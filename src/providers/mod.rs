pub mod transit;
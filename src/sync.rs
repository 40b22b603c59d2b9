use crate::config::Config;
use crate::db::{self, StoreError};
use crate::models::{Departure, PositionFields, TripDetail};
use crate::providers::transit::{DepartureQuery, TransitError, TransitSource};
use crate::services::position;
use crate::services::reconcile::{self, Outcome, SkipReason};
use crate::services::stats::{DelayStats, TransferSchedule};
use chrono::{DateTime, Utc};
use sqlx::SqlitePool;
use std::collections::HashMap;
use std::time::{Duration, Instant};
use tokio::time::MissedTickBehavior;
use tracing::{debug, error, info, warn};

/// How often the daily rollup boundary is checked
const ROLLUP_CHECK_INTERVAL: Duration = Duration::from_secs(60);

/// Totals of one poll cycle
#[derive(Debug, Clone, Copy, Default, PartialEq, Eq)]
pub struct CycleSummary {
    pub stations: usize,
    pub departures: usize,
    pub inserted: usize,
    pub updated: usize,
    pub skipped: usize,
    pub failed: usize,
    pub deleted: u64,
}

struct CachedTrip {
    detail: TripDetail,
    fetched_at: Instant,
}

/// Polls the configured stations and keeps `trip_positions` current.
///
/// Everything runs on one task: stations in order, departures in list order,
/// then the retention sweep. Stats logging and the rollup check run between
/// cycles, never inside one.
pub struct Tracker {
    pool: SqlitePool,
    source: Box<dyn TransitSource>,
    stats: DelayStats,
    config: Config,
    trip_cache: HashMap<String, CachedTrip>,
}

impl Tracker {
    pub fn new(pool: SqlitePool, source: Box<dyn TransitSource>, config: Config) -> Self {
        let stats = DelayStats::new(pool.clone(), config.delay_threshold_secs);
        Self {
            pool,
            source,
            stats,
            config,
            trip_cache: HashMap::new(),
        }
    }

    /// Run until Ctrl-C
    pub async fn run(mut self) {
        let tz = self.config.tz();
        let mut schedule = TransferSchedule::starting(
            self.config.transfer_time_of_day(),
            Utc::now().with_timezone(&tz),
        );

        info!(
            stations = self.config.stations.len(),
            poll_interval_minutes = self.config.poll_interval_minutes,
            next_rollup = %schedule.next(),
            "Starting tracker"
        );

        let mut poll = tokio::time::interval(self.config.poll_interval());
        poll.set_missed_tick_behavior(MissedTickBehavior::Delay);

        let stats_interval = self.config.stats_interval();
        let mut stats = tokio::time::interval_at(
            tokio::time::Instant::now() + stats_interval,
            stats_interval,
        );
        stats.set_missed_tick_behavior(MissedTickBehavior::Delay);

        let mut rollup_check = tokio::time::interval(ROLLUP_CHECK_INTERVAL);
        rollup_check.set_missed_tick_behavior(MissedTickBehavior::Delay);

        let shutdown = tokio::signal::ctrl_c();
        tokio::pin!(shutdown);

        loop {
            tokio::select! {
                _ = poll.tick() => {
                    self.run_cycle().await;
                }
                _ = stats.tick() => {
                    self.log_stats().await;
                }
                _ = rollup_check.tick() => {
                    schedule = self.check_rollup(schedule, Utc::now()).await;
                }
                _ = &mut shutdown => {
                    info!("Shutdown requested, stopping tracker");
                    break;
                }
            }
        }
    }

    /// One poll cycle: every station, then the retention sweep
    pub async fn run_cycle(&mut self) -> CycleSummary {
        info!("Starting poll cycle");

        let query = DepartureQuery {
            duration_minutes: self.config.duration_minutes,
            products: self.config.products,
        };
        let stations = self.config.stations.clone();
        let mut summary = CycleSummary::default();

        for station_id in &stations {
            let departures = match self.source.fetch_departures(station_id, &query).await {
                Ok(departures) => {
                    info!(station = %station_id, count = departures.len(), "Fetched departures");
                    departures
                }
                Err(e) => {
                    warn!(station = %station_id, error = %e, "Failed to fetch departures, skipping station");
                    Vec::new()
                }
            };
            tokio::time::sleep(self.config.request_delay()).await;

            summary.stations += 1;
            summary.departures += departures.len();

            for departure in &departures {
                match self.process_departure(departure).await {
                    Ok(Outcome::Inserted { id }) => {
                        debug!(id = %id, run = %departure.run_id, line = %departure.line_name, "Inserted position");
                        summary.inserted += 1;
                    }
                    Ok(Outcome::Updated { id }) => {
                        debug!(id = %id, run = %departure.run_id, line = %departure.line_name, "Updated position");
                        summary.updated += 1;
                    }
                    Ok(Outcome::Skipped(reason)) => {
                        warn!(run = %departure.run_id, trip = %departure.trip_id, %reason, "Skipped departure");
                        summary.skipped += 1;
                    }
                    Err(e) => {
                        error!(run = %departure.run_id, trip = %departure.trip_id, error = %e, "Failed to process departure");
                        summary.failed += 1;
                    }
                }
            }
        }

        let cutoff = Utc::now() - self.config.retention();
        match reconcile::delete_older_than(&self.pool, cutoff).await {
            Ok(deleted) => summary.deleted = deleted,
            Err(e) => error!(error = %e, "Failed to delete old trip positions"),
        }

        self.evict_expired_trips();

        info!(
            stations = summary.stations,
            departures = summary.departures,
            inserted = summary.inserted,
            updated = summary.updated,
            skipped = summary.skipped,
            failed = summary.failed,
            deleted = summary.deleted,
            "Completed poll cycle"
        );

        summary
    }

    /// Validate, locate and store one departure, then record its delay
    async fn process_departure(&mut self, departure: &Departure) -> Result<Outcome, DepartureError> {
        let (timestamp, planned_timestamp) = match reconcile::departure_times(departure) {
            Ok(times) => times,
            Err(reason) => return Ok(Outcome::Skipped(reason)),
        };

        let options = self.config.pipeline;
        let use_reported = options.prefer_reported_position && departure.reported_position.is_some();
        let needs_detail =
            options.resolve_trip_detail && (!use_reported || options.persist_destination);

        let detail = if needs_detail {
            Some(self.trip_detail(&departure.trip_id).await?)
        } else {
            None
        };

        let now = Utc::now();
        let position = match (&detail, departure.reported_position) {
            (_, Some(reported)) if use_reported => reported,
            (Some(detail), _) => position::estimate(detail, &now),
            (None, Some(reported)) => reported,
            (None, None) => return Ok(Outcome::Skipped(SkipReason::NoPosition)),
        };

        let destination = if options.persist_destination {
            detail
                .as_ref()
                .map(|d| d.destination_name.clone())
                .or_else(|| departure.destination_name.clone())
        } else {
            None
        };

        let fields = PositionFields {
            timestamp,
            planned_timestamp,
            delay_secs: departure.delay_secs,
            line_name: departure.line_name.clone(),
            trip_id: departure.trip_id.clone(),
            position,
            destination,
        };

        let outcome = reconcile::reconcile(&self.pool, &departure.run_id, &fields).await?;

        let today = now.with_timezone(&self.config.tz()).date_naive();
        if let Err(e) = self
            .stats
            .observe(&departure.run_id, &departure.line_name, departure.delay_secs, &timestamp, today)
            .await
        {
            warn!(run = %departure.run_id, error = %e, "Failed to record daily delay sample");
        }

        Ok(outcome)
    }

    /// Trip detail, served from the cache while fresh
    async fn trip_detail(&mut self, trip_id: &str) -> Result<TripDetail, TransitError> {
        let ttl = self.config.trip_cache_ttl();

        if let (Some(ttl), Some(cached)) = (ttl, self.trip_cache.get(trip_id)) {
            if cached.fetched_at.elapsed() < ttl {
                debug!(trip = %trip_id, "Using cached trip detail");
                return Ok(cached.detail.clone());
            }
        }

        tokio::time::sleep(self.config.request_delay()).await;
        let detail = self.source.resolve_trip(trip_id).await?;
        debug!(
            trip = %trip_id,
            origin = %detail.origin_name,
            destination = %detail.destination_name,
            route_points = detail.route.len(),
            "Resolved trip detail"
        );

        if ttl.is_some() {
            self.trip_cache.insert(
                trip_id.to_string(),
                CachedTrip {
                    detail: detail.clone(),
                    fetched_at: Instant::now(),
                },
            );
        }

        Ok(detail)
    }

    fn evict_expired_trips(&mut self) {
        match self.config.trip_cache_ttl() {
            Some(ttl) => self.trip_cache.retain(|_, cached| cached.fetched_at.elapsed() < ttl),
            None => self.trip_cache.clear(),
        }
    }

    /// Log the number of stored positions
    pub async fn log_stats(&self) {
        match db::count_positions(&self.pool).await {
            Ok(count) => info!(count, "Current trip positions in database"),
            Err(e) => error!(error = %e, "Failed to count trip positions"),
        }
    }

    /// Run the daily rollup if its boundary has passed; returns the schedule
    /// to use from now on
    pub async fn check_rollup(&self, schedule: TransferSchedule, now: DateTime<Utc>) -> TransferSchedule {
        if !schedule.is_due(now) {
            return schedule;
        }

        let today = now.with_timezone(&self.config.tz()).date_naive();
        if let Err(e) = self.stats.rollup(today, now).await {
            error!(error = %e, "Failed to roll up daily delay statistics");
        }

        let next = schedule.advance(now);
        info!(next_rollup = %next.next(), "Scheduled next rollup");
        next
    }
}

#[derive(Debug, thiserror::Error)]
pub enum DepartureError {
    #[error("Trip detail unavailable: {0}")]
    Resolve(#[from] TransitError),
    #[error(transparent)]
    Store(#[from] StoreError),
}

====================

EXERCISE OBJECTIVE. Say how many lines in the entries contain the string "None". Nothing else belongs in the reply.

SOLUTION FOR THIS PROBLEM. 5